January 27, 2021

Two Book Recomendations For My Post-Evangelical Friends

Two recent releases from Inter-Varsity Press will be of interest to those readers who identify with post-evangelicalism.

The first is the Pocket Dictionary of Church History by Fuller Seminary’s Nathan Feldmeth. It comes in at just over 150 pages.

IVP has recently released a series of Pocket Dictionaries that make useful, but longer, reference material available to those looking for a smaller, and cheaper alternative. (Check out the Pocket Guide to Apologetics. Excellent.)

I know that many of us have accommodated too much to “Googling” our reference needs. Sources wuch as Wikipedia are of unpredictable and uneven quality. A single source for brief, essential information is needed by many Christians who want to give a fair historical awareness to their teaching, writing and speaking.

Feldmeth’s Pocket Dictionary is impressive. The articles have a comprehensive view of church history touching on all the major traditions and denominations. Dates and essential content are conveyed in readable, clear prose. For a small source, the research and arrangement are very impressive. Anyone needing to take account of persons, movements, events and doctrines will find good material in the Pocket Dictionary. (And it’s small enough that you’ll never know it’s in your book bag.)

The second resource is Jason Brian Santos’s introduction to the Taize community in France. Entitled A Community Called Taize, this is a book that should be of interest to all post-evangelicals, as Taize is the most successful ecumenical community in the world.

(I would call Taize “post-Roman Catholic” myself, but there is much in its ecumenical experience that should inspire any post-evangelical.)
Santos is a typical evangelical who has found himself drawn into the forms of prayer and worship that have developed at Taize over the years. Ironically and tragically, Santos found himself at Taize the first time when its founder and spiritual head, Brother Roger, was murdered by a deranged pilgrim during a worship service. This tragedy allowed Santos a rare glimpse of the stability and depth of the Taize community.
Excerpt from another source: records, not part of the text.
//! Sentinel (C9 §4.9): down detection, Raft-style leader election, and
//! failover. This module holds the decision logic; `bin/sentinel.rs`
//! drives the actual PING/INFO/pub-sub connections.

pub mod election;

use std::collections::HashMap;

#[derive(Debug, Clone)]
pub struct MonitoredMaster {
    pub name: String,
    pub ip: String,
    pub port: u16,
    pub quorum: usize,
    pub down_after_ms: i64,
    pub last_heartbeat_ms: i64,
}

#[derive(Debug, Clone)]
pub struct SlaveRecord {
    pub ip: String,
    pub port: u16,
    pub priority: u32,
    pub run_id: String,
    pub replication_offset: u64,
}

#[derive(Debug, Clone, Copy, PartialEq, Eq)]
pub enum DownState {
    Up,
    Sdown,
    Odown,
}

impl MonitoredMaster {
    /// Subjective down: no heartbeat within `down_after_ms` (§4.9 Down detection).
    pub fn is_sdown(&self, now_ms: i64) -> bool {
        now_ms - self.last_heartbeat_ms >= self.down_after_ms
    }
}

/// Objective down: the local sentinel has counted at least
/// `max(quorum, ceil((n+1)/2) + 1)` agreements among `n` known peer
/// sentinels, per §4.9.
pub fn is_odown(agreements: usize, peer_sentinel_count: usize, quorum: usize) -> bool {
    let majority = (peer_sentinel_count + 1 + 1) / 2 + 1;
    agreements >= quorum.max(majority)
}

/// Pick the failover target: the surviving slave ranked by replication
/// offset descending, then by (priority, run_id) ascending (§4.9
/// Failover, §9 Open Questions resolution).
pub fn pick_failover_candidate(slaves: &[SlaveRecord]) -> Option<&SlaveRecord> {
    slaves.iter().max_by(|a, b| {
        a.replication_offset
            .cmp(&b.replication_offset)
            .then_with(|| b.priority.cmp(&a.priority))
            .then_with(|| b.run_id.cmp(&a.run_id))
    })
}

pub struct SentinelState {
    pub masters: HashMap<String, MonitoredMaster>,
    pub slaves: HashMap<String, Vec<SlaveRecord>>,
}

impl SentinelState {
    pub fn new() -> Self {
        SentinelState { masters: HashMap::new(), slaves: HashMap::new() }
    }
}

impl Default for SentinelState {
    fn default() -> Self {
        Self::new()
    }
}

#[cfg(test)]
mod tests {
    use super::*;

    #[test]
    fn sdown_triggers_past_deadline() {
        let master = MonitoredMaster {
            name: "m".into(),
            ip: "127.0.0.1".into(),
            port: 6379,
            quorum: 2,
            down_after_ms: 1000,
            last_heartbeat_ms: 0,
        };
        assert!(!master.is_sdown(500));
        assert!(master.is_sdown(1000));
    }

    #[test]
    fn odown_requires_quorum_and_majority() {
        // 3 peers total (including self counted elsewhere): majority = ceil(4/2)+1 = 3
        assert!(!is_odown(2, 3, 2));
        assert!(is_odown(3, 3, 2));
        // quorum can demand more than the majority formula
        assert!(!is_odown(3, 1, 5));
    }

    #[test]
    fn failover_candidate_prefers_highest_offset() {
        let slaves = vec![
            SlaveRecord { ip: "a".into(), port: 1, priority: 1, run_id: "r1".into(), replication_offset: 10 },
            SlaveRecord { ip: "b".into(), port: 2, priority: 1, run_id: "r2".into(), replication_offset: 20 },
        ];
        let winner = pick_failover_candidate(&slaves).unwrap();
        assert_eq!(winner.ip, "b");
    }

    #[test]
    fn failover_candidate_breaks_tie_by_priority_then_runid() {
        let slaves = vec![
            SlaveRecord { ip: "a".into(), port: 1, priority: 5, run_id: "r2".into(), replication_offset: 10 },
            SlaveRecord { ip: "b".into(), port: 2, priority: 10, run_id: "r1".into(), replication_offset: 10 },
        ];
        let winner = pick_failover_candidate(&slaves).unwrap();
        assert_eq!(winner.ip, "a"); // lower priority value wins (ascending)
    }
}
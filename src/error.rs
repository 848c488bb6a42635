//! Crate-wide error type. Every layer (codec, command dispatch, persistence,
//! replication) produces a `RedisError` so the top of the call stack can turn
//! it into a wire reply without downcasting strings.

use thiserror::Error;

#[derive(Error, Debug, Clone, PartialEq, Eq)]
pub enum RedisError {
    #[error("ERR unknown command '{0}'")]
    UnknownCommand(String),

    #[error("ERR wrong number of arguments for '{0}' command")]
    WrongArity(String),

    #[error("WRONGTYPE Operation against a key holding the wrong kind of value")]
    WrongType,

    #[error("ERR value is not an integer or out of range")]
    NotAnInteger,

    #[error("ERR value is not a valid float")]
    NotAFloat,

    #[error("ERR index out of range")]
    IndexOutOfRange,

    #[error("ERR timeout is not a float or out of range")]
    InvalidTimeout,

    #[error("ERR syntax error")]
    Syntax,

    #[error("OOM command not allowed when used memory > 'maxmemory'")]
    OutOfMemory,

    #[error("ERR {0}")]
    Generic(String),

    #[error("ERR {0}")]
    Persistence(String),

    #[error("ERR {0}")]
    Replication(String),

    #[error("ERR {0}")]
    Config(String),

    #[error("ERR Protocol error: {0}")]
    Protocol(String),

    #[error("EXECABORT Transaction discarded because of previous errors.")]
    ExecAbort,

    #[error("ERR MULTI calls can not be nested")]
    NestedMulti,

    #[error("ERR {0} without MULTI")]
    WithoutMulti(String),
}

impl RedisError {
    /// Render as a `-<KIND> <message>\r\n` wire error line.
    pub fn to_reply_line(&self) -> String {
        format!("-{}\r\n", self)
    }
}

pub type RedisResult<T> = Result<T, RedisError>;

#[cfg(test)]
mod tests {
    use super::*;

    #[test]
    fn wrong_type_renders_wrongtype_prefix() {
        assert_eq!(
            RedisError::WrongType.to_reply_line(),
            "-WRONGTYPE Operation against a key holding the wrong kind of value\r\n"
        );
    }

    #[test]
    fn not_an_integer_message_matches_wire_contract() {
        assert_eq!(
            RedisError::NotAnInteger.to_string(),
            "ERR value is not an integer or out of range"
        );
    }
}
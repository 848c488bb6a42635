//! The value store's command table and per-database dispatch (C2 §4.2).
//!
//! Commands that only ever touch one database are implemented as free
//! functions in the per-type modules below and routed through
//! `dispatch_on_db`. Commands that need the whole engine at once (SELECT,
//! MOVE, transactions, blocking pops, persistence, replication, server
//! introspection) are matched directly in `engine.rs`, which is the only
//! place that holds every database, every connection, and the background
//! subsystems simultaneously.

pub mod hashes;
pub mod keys;
pub mod lists;
pub mod sets;
pub mod sort;
pub mod strings;
pub mod zsets;

use crate::db::Database;
use crate::error::RedisError;
use crate::protocol::Reply;

/// One row of the command table: arity check plus the key-argument shape
/// used for expiry checks, watch-touch, and write propagation.
///
/// `arity` follows §4.2's convention literally: a non-negative value is a
/// *minimum* argument count (the command may take more, e.g. variadic
/// MSET); a negative value is an *exact* match of its absolute value.
#[derive(Debug, Clone, Copy)]
pub struct CommandSpec {
    pub name: &'static str,
    pub arity: i32,
    pub write: bool,
    /// Index of the first key argument, 0 if the command has none.
    pub first_key: i32,
    /// Index of the last key argument; -1 means "every key through the
    /// last argument" (variadic).
    pub last_key: i32,
    pub key_step: i32,
    /// Whether this command is queued inside MULTI rather than run inline.
    pub queueable: bool,
}

macro_rules! spec {
    ($name:expr, $arity:expr, $write:expr, $fk:expr, $lk:expr, $step:expr) => {
        CommandSpec {
            name: $name,
            arity: $arity,
            write: $write,
            first_key: $fk,
            last_key: $lk,
            key_step: $step,
            queueable: true,
        }
    };
    ($name:expr, $arity:expr, $write:expr, $fk:expr, $lk:expr, $step:expr, inline) => {
        CommandSpec {
            name: $name,
            arity: $arity,
            write: $write,
            first_key: $fk,
            last_key: $lk,
            key_step: $step,
            queueable: false,
        }
    };
}

pub const COMMAND_TABLE: &[CommandSpec] = &[
    // Strings
    spec!("GET", 2, false, 1, 1, 1),
    spec!("SET", -3, true, 1, 1, 1),
    spec!("SETNX", 3, true, 1, 1, 1),
    spec!("GETSET", 3, true, 1, 1, 1),
    spec!("STRLEN", 2, false, 1, 1, 1),
    spec!("APPEND", 3, true, 1, 1, 1),
    spec!("MSET", 3, true, 1, -1, 2),
    spec!("MGET", 2, false, 1, -1, 1),
    spec!("INCR", 2, true, 1, 1, 1),
    spec!("INCRBY", 3, true, 1, 1, 1),
    spec!("DECR", 2, true, 1, 1, 1),
    spec!("DECRBY", 3, true, 1, 1, 1),
    spec!("INCRBYFLOAT", 3, true, 1, 1, 1),
    spec!("SETRANGE", 4, true, 1, 1, 1),
    spec!("GETRANGE", 4, false, 1, 1, 1),
    // Lists
    spec!("LPUSH", 3, true, 1, 1, 1),
    spec!("LPUSHX", 3, true, 1, 1, 1),
    spec!("RPUSH", 3, true, 1, 1, 1),
    spec!("RPUSHX", 3, true, 1, 1, 1),
    spec!("LPOP", 2, true, 1, 1, 1),
    spec!("RPOP", 2, true, 1, 1, 1),
    spec!("RPOPLPUSH", 3, true, 1, 2, 1),
    spec!("LREM", 4, true, 1, 1, 1),
    spec!("LLEN", 2, false, 1, 1, 1),
    spec!("LINDEX", 3, false, 1, 1, 1),
    spec!("LSET", 4, true, 1, 1, 1),
    spec!("LRANGE", 4, false, 1, 1, 1),
    spec!("LTRIM", 4, true, 1, 1, 1),
    // Hashes
    spec!("HSET", 4, true, 1, 1, 1),
    spec!("HMSET", 4, true, 1, 1, 1),
    spec!("HSETNX", 4, true, 1, 1, 1),
    spec!("HGET", 3, false, 1, 1, 1),
    spec!("HEXISTS", 3, false, 1, 1, 1),
    spec!("HDEL", 3, true, 1, 1, 1),
    spec!("HLEN", 2, false, 1, 1, 1),
    spec!("HSTRLEN", 3, false, 1, 1, 1),
    spec!("HINCRBY", 4, true, 1, 1, 1),
    spec!("HMGET", 3, false, 1, 1, 1),
    spec!("HKEYS", 2, false, 1, 1, 1),
    spec!("HVALS", 2, false, 1, 1, 1),
    spec!("HGETALL", 2, false, 1, 1, 1),
    // Sets
    spec!("SADD", 3, true, 1, 1, 1),
    spec!("SISMEMBER", 3, false, 1, 1, 1),
    spec!("SPOP", 2, true, 1, 1, 1),
    spec!("SRANDMEMBER", 2, false, 1, 1, 1),
    spec!("SREM", 3, true, 1, 1, 1),
    spec!("SMOVE", 4, true, 1, 2, 1),
    spec!("SCARD", 2, false, 1, 1, 1),
    spec!("SMEMBERS", 2, false, 1, 1, 1),
    spec!("SINTER", 2, false, 1, -1, 1),
    spec!("SINTERSTORE", 3, true, 1, -1, 1),
    spec!("SUNION", 2, false, 1, -1, 1),
    spec!("SUNIONSTORE", 3, true, 1, -1, 1),
    // Sorted sets
    spec!("ZADD", 4, true, 1, 1, 1),
    spec!("ZSCORE", 3, false, 1, 1, 1),
    spec!("ZINCRBY", 4, true, 1, 1, 1),
    spec!("ZCARD", 2, false, 1, 1, 1),
    spec!("ZCOUNT", 4, false, 1, 1, 1),
    spec!("ZRANGE", 4, false, 1, 1, 1),
    spec!("ZREVRANGE", 4, false, 1, 1, 1),
    spec!("ZRANK", 3, false, 1, 1, 1),
    spec!("ZREVRANK", 3, false, 1, 1, 1),
    spec!("ZRANGEBYSCORE", 4, false, 1, 1, 1),
    spec!("ZREVRANGEBYSCORE", 4, false, 1, 1, 1),
    spec!("ZREM", 3, true, 1, 1, 1),
    spec!("ZREMRANGEBYRANK", 4, true, 1, 1, 1),
    spec!("ZREMRANGEBYSCORE", 4, true, 1, 1, 1),
    // Key-level
    spec!("EXISTS", 2, false, 1, -1, 1),
    spec!("TYPE", 2, false, 1, 1, 1),
    spec!("TTL", 2, false, 1, 1, 1),
    spec!("PTTL", 2, false, 1, 1, 1),
    spec!("EXPIRE", 3, true, 1, 1, 1),
    spec!("PEXPIRE", 3, true, 1, 1, 1),
    // Not part of the client-facing contract (§4.2): only ever reaches
    // dispatch via AOF replay or replication streaming, as the rewritten
    // absolute-deadline form of EXPIRE/PEXPIRE/SET EX|PX (§4.6).
    spec!("PEXPIREAT", 3, true, 1, 1, 1),
    spec!("PERSIST", 2, true, 1, 1, 1),
    spec!("DEL", 2, true, 1, -1, 1),
    spec!("KEYS", 2, false, 0, 0, 0),
    spec!("RENAME", 3, true, 1, 2, 1),
    spec!("RENAMENX", 3, true, 1, 2, 1),
    spec!("MOVE", 3, true, 1, 1, 1, inline),
    spec!("DBSIZE", 1, false, 0, 0, 0),
    spec!("SELECT", 2, false, 0, 0, 0, inline),
    spec!("FLUSHDB", 1, true, 0, 0, 0),
    spec!("FLUSHALL", 1, true, 0, 0, 0, inline),
    spec!("SORT", 2, false, 1, 1, 1),
    // Transactions
    spec!("MULTI", 1, false, 0, 0, 0, inline),
    spec!("EXEC", 1, false, 0, 0, 0, inline),
    spec!("DISCARD", 1, false, 0, 0, 0, inline),
    spec!("WATCH", 2, false, 1, -1, 1, inline),
    spec!("UNWATCH", 1, false, 0, 0, 0, inline),
    // Blocking list ops. Queueable: §4.3 requires MULTI to queue them like
    // any other data command; §4.4 then has EXEC degrade them to their
    // non-blocking counterparts rather than actually suspending.
    spec!("BLPOP", 3, true, 1, -2, 1),
    spec!("BRPOP", 3, true, 1, -2, 1),
    spec!("BRPOPLPUSH", 4, true, 1, 2, 1),
    // Server
    spec!("PING", 1, false, 0, 0, 0, inline),
    spec!("ECHO", 2, false, 0, 0, 0, inline),
    spec!("INFO", 1, false, 0, 0, 0, inline),
    spec!("CONFIG", 2, false, 0, 0, 0, inline),
    spec!("SAVE", 1, false, 0, 0, 0, inline),
    spec!("BGSAVE", 1, false, 0, 0, 0, inline),
    spec!("BGREWRITEAOF", 1, false, 0, 0, 0, inline),
    spec!("LASTSAVE", 1, false, 0, 0, 0, inline),
    spec!("SLAVEOF", 3, false, 0, 0, 0, inline),
    spec!("PSYNC", 3, false, 0, 0, 0, inline),
    spec!("REPLCONF", 2, false, 0, 0, 0, inline),
    spec!("COMMAND", 1, false, 0, 0, 0, inline),
    spec!("SHUTDOWN", 1, false, 0, 0, 0, inline),
];

pub fn spec_for(name: &str) -> Option<&'static CommandSpec> {
    COMMAND_TABLE.iter().find(|c| c.name == name)
}

pub fn check_arity(spec: &CommandSpec, argc: usize) -> bool {
    if spec.arity >= 0 {
        argc >= spec.arity as usize
    } else {
        argc == (-spec.arity) as usize
    }
}

/// Extract the declared key arguments of a command for expiry-checking
/// and watch-touch purposes (§4.2 step 3, §4.3).
pub fn command_keys(spec: &CommandSpec, argv: &[Vec<u8>]) -> Vec<Vec<u8>> {
    if spec.first_key == 0 {
        return Vec::new();
    }
    let first = spec.first_key as usize;
    let last = if spec.last_key < 0 { argv.len() as i64 + spec.last_key } else { spec.last_key as i64 };
    let last = last.max(0) as usize;
    let step = spec.key_step.max(1) as usize;
    let mut out = Vec::new();
    let mut i = first;
    while i <= last && i < argv.len() {
        out.push(argv[i].clone());
        i += step;
    }
    out
}

/// Dispatch a command known to touch only the current database. Returns
/// `None` for names engine.rs handles itself (cross-db or stateful
/// commands), so callers can fall through to that match.
pub fn dispatch_on_db(
    db: &mut Database,
    now_ms: i64,
    name: &str,
    argv: &[Vec<u8>],
) -> Option<Result<(Reply, bool), RedisError>> {
    use hashes::*;
    use keys::*;
    use lists::*;
    use sets::*;
    use strings::*;
    use zsets::*;

    Some(match name {
        "GET" => get(db, argv),
        "SET" => set(db, argv, now_ms),
        "SETNX" => setnx(db, argv),
        "GETSET" => getset(db, argv),
        "STRLEN" => strlen(db, argv),
        "APPEND" => append(db, argv),
        "MSET" => mset(db, argv),
        "MGET" => mget(db, argv),
        "INCR" => incr(db, argv),
        "INCRBY" => incrby(db, argv),
        "DECR" => decr(db, argv),
        "DECRBY" => decrby(db, argv),
        "INCRBYFLOAT" => incrbyfloat(db, argv),
        "SETRANGE" => setrange(db, argv),
        "GETRANGE" => getrange(db, argv),

        "LPUSH" => lpush(db, argv),
        "LPUSHX" => lpushx(db, argv),
        "RPUSH" => rpush(db, argv),
        "RPUSHX" => rpushx(db, argv),
        "LPOP" => lpop(db, argv),
        "RPOP" => rpop(db, argv),
        "RPOPLPUSH" => rpoplpush(db, argv),
        "LREM" => lrem(db, argv),
        "LLEN" => llen(db, argv),
        "LINDEX" => lindex(db, argv),
        "LSET" => lset(db, argv),
        "LRANGE" => lrange(db, argv),
        "LTRIM" => ltrim(db, argv),

        "HSET" => hset(db, argv),
        "HMSET" => hmset(db, argv),
        "HSETNX" => hsetnx(db, argv),
        "HGET" => hget(db, argv),
        "HEXISTS" => hexists(db, argv),
        "HDEL" => hdel(db, argv),
        "HLEN" => hlen(db, argv),
        "HSTRLEN" => hstrlen(db, argv),
        "HINCRBY" => hincrby(db, argv),
        "HMGET" => hmget(db, argv),
        "HKEYS" => hkeys(db, argv),
        "HVALS" => hvals(db, argv),
        "HGETALL" => hgetall(db, argv),

        "SADD" => sadd(db, argv),
        "SISMEMBER" => sismember(db, argv),
        "SPOP" => spop(db, argv),
        "SRANDMEMBER" => srandmember(db, argv),
        "SREM" => srem(db, argv),
        "SMOVE" => smove(db, argv),
        "SCARD" => scard(db, argv),
        "SMEMBERS" => smembers(db, argv),
        "SINTER" => sinter(db, argv),
        "SINTERSTORE" => sinterstore(db, argv),
        "SUNION" => sunion(db, argv),
        "SUNIONSTORE" => sunionstore(db, argv),

        "ZADD" => zadd(db, argv),
        "ZSCORE" => zscore(db, argv),
        "ZINCRBY" => zincrby(db, argv),
        "ZCARD" => zcard(db, argv),
        "ZCOUNT" => zcount(db, argv),
        "ZRANGE" => zrange(db, argv, false),
        "ZREVRANGE" => zrange(db, argv, true),
        "ZRANK" => zrank(db, argv, false),
        "ZREVRANK" => zrank(db, argv, true),
        "ZRANGEBYSCORE" => zrangebyscore(db, argv, false),
        "ZREVRANGEBYSCORE" => zrangebyscore(db, argv, true),
        "ZREM" => zrem(db, argv),
        "ZREMRANGEBYRANK" => zremrangebyrank(db, argv),
        "ZREMRANGEBYSCORE" => zremrangebyscore(db, argv),

        "EXISTS" => exists(db, argv),
        "TYPE" => key_type(db, argv),
        "TTL" => ttl(db, argv, now_ms),
        "PTTL" => pttl(db, argv, now_ms),
        "EXPIRE" => expire(db, argv, now_ms),
        "PEXPIRE" => pexpire(db, argv, now_ms),
        "PEXPIREAT" => pexpireat(db, argv),
        "PERSIST" => persist(db, argv),
        "DEL" => del(db, argv),
        "KEYS" => keys(db, argv),
        "RENAME" => rename(db, argv),
        "RENAMENX" => renamenx(db, argv),
        "DBSIZE" => dbsize(db, argv),
        "FLUSHDB" => flushdb(db, argv),

        "SORT" => match sort::sort(db, argv) {
            Ok((reply, mutated, store)) => {
                if let Some((dest, projection)) = store {
                    sort::store_projection(db, dest, projection);
                }
                Ok((reply, mutated))
            }
            Err(e) => Err(e),
        },

        _ => return None,
    })
}

#[cfg(test)]
mod tests {
    use super::*;

    #[test]
    fn arity_check_follows_spec_convention() {
        let get = spec_for("GET").unwrap();
        assert!(!check_arity(get, 1));
        assert!(check_arity(get, 2));
        let mset = spec_for("MSET").unwrap();
        assert!(check_arity(mset, 5));
        assert!(!check_arity(mset, 2));
    }

    #[test]
    fn command_keys_handles_variadic_last_key() {
        let del = spec_for("DEL").unwrap();
        let argv = vec![b"DEL".to_vec(), b"a".to_vec(), b"b".to_vec(), b"c".to_vec()];
        assert_eq!(command_keys(del, &argv), vec![b"a".to_vec(), b"b".to_vec(), b"c".to_vec()]);
    }

    #[test]
    fn command_keys_handles_stepped_pairs() {
        let mset = spec_for("MSET").unwrap();
        let argv = vec![b"MSET".to_vec(), b"k1".to_vec(), b"v1".to_vec(), b"k2".to_vec(), b"v2".to_vec()];
        assert_eq!(command_keys(mset, &argv), vec![b"k1".to_vec(), b"k2".to_vec()]);
    }

    #[test]
    fn unknown_command_falls_through_to_engine() {
        let mut db = Database::new(0);
        assert!(dispatch_on_db(&mut db, 0, "SELECT", &[b"SELECT".to_vec(), b"1".to_vec()]).is_none());
    }
}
Taize has a history that is unknown to many of those who know it only as a contemporary worship and prayer movement attracting and influencing many young people. Santos gives the history and development of Brother Roger’s spiritual journey and vision for Taize, but he also shows how Taize has grown far beyond that original vision to become one of the the truly unique spiritual centers of the world.

Santos has a special interest in promoting pilgrimage to Taize, and he has much good information for those undertaking the journey. He also wants to facilitate the Taize prayer and worship experience among churches and Christians in the west.

I was particularly interested in how Taize navigates the ecumenical issues that are part of such a community and ministry. Many may be surprised to discover that Taize does not overlook these differences or rhetorically erase them. They take them very seriously and accommodate them in wonderfully creative ways. (Many will be surprised at the response of the Catholic Church to the ecumenism practiced at Taize.)

Post-evangelicals and ecumenical Christians of every kind have much to learn from the simple spirituality and community vision of the Taize movement. A Community Called Taize is a much-needed and welcomed resource on this significant part of the body of Christ and what it has to teach us today.

Yes, I got free copies, but I quickly gave them away.


  1. taize is truly a unique and incredible place–in six months of traveling europe it was by far the richest and best experience i had. i highly recommend a pilgrimage there. and i’m looking forward to checking out that book–thanks for the recommendation.

  2. Taize is indeed a special experience for anyone who gets the chance to visit. I was there for a week in Summer ’03 and I would love to go back.

  3. Phil Craig says


    I have not visited Taize. My impression has been that it sacrifices any meaningful/propositional/theological content for the sake of providing a universal experience. Is there anything in that impression?


  4. I see that Taize has events for people other than those in their 20s now. This is good. The first time I heard anything about them, it looked like they focused only on young adults. That may be fine for a particular ministry in a big church, but I was a little disappointed that something on a global and ecumenical scale would have such limits, considering the benefits of all ages in the church coming together.

    As for the church history book, does it cover the spread of the faith all over the world, or is it focused primarily on Western Christianity with a little bit about the Orthodox and the Byzantine empire? Zondervan has their “Handbook to the History of Christianity,” but it’s not as brief, weighing in at 560 pages.